Collected data entries
_ _ _ _ _ _ _

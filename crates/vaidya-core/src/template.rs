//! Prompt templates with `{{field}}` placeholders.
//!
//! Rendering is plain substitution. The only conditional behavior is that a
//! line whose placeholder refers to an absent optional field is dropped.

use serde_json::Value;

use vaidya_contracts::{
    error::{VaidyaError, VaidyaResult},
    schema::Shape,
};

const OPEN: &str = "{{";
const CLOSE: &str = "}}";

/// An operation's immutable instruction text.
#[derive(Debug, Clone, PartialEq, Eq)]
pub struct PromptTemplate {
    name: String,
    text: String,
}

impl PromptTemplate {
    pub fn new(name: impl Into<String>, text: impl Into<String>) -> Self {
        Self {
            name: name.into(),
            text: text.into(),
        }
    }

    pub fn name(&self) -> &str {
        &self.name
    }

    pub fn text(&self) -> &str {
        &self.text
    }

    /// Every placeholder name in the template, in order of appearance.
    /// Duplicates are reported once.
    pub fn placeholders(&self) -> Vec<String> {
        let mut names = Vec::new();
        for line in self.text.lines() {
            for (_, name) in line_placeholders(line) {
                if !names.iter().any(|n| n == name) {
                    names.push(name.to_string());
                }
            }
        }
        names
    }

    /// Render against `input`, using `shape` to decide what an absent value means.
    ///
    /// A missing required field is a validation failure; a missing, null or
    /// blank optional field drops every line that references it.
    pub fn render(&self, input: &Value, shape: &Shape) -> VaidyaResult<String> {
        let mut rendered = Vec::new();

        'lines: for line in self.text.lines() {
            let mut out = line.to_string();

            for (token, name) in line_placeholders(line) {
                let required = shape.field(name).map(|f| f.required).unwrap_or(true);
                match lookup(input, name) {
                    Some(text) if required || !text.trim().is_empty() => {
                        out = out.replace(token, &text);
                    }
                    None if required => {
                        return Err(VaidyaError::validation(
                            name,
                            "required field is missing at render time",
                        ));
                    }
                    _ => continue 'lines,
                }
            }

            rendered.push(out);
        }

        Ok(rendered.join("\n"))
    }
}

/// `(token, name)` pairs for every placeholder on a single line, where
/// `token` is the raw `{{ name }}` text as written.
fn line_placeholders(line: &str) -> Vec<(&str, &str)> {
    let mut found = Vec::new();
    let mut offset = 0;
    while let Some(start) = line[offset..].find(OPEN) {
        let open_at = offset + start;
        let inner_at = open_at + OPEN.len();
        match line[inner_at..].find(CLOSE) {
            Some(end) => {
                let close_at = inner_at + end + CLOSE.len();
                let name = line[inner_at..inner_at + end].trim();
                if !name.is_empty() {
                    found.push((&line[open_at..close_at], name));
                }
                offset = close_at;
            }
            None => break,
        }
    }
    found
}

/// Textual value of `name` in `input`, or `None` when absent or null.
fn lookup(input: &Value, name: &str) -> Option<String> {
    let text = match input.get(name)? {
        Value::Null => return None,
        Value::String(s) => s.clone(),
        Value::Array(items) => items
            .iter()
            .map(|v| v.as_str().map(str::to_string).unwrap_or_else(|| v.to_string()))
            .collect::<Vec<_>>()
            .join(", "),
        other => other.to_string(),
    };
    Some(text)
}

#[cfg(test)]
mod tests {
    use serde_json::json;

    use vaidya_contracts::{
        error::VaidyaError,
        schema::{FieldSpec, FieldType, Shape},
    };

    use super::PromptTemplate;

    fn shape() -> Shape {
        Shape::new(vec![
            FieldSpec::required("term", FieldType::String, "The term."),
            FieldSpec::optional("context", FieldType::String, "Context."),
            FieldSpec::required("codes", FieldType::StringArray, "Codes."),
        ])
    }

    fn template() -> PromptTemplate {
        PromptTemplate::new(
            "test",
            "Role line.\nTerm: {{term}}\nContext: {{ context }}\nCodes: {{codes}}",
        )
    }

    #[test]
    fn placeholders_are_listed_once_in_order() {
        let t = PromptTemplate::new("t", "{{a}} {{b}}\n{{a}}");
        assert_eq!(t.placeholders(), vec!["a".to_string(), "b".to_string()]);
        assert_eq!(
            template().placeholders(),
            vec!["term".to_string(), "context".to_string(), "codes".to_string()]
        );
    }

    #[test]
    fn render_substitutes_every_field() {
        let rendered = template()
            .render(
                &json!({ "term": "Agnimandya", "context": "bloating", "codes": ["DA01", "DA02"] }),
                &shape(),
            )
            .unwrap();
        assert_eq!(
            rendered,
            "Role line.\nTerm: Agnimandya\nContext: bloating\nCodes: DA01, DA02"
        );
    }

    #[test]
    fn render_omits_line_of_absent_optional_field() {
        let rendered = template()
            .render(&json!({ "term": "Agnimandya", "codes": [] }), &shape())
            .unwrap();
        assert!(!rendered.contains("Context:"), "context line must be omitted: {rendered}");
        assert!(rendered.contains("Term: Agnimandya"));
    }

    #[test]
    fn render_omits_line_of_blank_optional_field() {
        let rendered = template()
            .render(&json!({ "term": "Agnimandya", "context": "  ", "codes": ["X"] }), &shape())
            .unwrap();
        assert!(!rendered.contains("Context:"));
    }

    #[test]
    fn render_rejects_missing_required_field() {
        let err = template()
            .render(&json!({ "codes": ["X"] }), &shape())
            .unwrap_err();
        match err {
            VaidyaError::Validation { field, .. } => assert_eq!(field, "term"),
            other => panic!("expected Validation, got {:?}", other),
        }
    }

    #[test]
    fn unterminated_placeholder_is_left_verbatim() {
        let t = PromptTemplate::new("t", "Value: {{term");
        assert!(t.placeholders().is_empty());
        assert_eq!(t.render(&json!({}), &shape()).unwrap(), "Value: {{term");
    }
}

_ _ _ _ _ _ _

Task requirements – Each record must be reproduced exactly, with nothing missing.

Response –
filename crates/vaidya-core/src/template.rs
//! Prompt templates with `{{field}}` placeholders.
//!
//! Rendering is plain substitution. The only conditional behavior is that a
//! line whose placeholder refers to an absent optional field is dropped.

use serde_json::Value;

use vaidya_contracts::{
    error::{VaidyaError, VaidyaResult},
    schema::Shape,
};

const OPEN: &str = "{{";
const CLOSE: &str = "}}";

/// An operation's immutable instruction text.
#[derive(Debug, Clone, PartialEq, Eq)]
pub struct PromptTemplate {
    name: String,
    text: String,
}

impl PromptTemplate {
    pub fn new(name: impl Into<String>, text: impl Into<String>) -> Self {
        Self {
            name: name.into(),
            text: text.into(),
        }
    }

    pub fn name(&self) -> &str {
        &self.name
    }

    pub fn text(&self) -> &str {
        &self.text
    }

    /// Every placeholder name in the template, in order of appearance.
    /// Duplicates are reported once.
    pub fn placeholders(&self) -> Vec<String> {
        let mut names = Vec::new();
        for line in self.text.lines() {
            for (_, name) in line_placeholders(line) {
                if !names.iter().any(|n| n == name) {
                    names.push(name.to_string());
                }
            }
        }
        names
    }

    /// Render against `input`, using `shape` to decide what an absent value means.
    ///
    /// A missing required field is a validation failure; a missing, null or
    /// blank optional field drops every line that references it.
    pub fn render(&self, input: &Value, shape: &Shape) -> VaidyaResult<String> {
        let mut rendered = Vec::new();

        'lines: for line in self.text.lines() {
            let mut out = line.to_string();

            for (token, name) in line_placeholders(line) {
                let required = shape.field(name).map(|f| f.required).unwrap_or(true);
                match lookup(input, name) {
                    Some(text) if required || !text.trim().is_empty() => {
                        out = out.replace(token, &text);
                    }
                    None if required => {
                        return Err(VaidyaError::validation(
                            name,
                            "required field is missing at render time",
                        ));
                    }
                    _ => continue 'lines,
                }
            }

            rendered.push(out);
        }

        Ok(rendered.join("\n"))
    }
}

/// `(token, name)` pairs for every placeholder on a single line, where
/// `token` is the raw `{{ name }}` text as written.
fn line_placeholders(line: &str) -> Vec<(&str, &str)> {
    let mut found = Vec::new();
    let mut offset = 0;
    while let Some(start) = line[offset..].find(OPEN) {
        let open_at = offset + start;
        let inner_at = open_at + OPEN.len();
        match line[inner_at..].find(CLOSE) {
            Some(end) => {
                let close_at = inner_at + end + CLOSE.len();
                let name = line[inner_at..inner_at + end].trim();
                if !name.is_empty() {
                    found.push((&line[open_at..close_at], name));
                }
                offset = close_at;
            }
            None => break,
        }
    }
    found
}

/// Textual value of `name` in `input`, or `None` when absent or null.
fn lookup(input: &Value, name: &str) -> Option<String> {
    let text = match input.get(name)? {
        Value::Null => return None,
        Value::String(s) => s.clone(),
        Value::Array(items) => items
            .iter()
            .map(|v| v.as_str().map(str::to_string).unwrap_or_else(|| v.to_string()))
            .collect::<Vec<_>>()
            .join(", "),
        other => other.to_string(),
    };
    Some(text)
}

#[cfg(test)]
mod tests {
    use serde_json::json;

    use vaidya_contracts::{
        error::VaidyaError,
        schema::{FieldSpec, FieldType, Shape},
    };

    use super::PromptTemplate;

    fn shape() -> Shape {
        Shape::new(vec![
            FieldSpec::required("term", FieldType::String, "The term."),
            FieldSpec::optional("context", FieldType::String, "Context."),
            FieldSpec::required("codes", FieldType::StringArray, "Codes."),
        ])
    }

    fn template() -> PromptTemplate {
        PromptTemplate::new(
            "test",
            "Role line.\nTerm: {{term}}\nContext: {{ context }}\nCodes: {{codes}}",
        )
    }

    #[test]
    fn placeholders_are_listed_once_in_order() {
        let t = PromptTemplate::new("t", "{{a}} {{b}}\n{{a}}");
        assert_eq!(t.placeholders(), vec!["a".to_string(), "b".to_string()]);
        assert_eq!(
            template().placeholders(),
            vec!["term".to_string(), "context".to_string(), "codes".to_string()]
        );
    }

    #[test]
    fn render_substitutes_every_field() {
        let rendered = template()
            .render(
                &json!({ "term": "Agnimandya", "context": "bloating", "codes": ["DA01", "DA02"] }),
                &shape(),
            )
            .unwrap();
        assert_eq!(
            rendered,
            "Role line.\nTerm: Agnimandya\nContext: bloating\nCodes: DA01, DA02"
        );
    }

    #[test]
    fn render_omits_line_of_absent_optional_field() {
        let rendered = template()
            .render(&json!({ "term": "Agnimandya", "codes": [] }), &shape())
            .unwrap();
        assert!(!rendered.contains("Context:"), "context line must be omitted: {rendered}");
        assert!(rendered.contains("Term: Agnimandya"));
    }

    #[test]
    fn render_omits_line_of_blank_optional_field() {
        let rendered = template()
            .render(&json!({ "term": "Agnimandya", "context": "  ", "codes": ["X"] }), &shape())
            .unwrap();
        assert!(!rendered.contains("Context:"));
    }

    #[test]
    fn render_rejects_missing_required_field() {
        let err = template()
            .render(&json!({ "codes": ["X"] }), &shape())
            .unwrap_err();
        match err {
            VaidyaError::Validation { field, .. } => assert_eq!(field, "term"),
            other => panic!("expected Validation, got {:?}", other),
        }
    }

    #[test]
    fn unterminated_placeholder_is_left_verbatim() {
        let t = PromptTemplate::new("t", "Value: {{term");
        assert!(t.placeholders().is_empty());
        assert_eq!(t.render(&json!({}), &shape()).unwrap(), "Value: {{term");
    }
}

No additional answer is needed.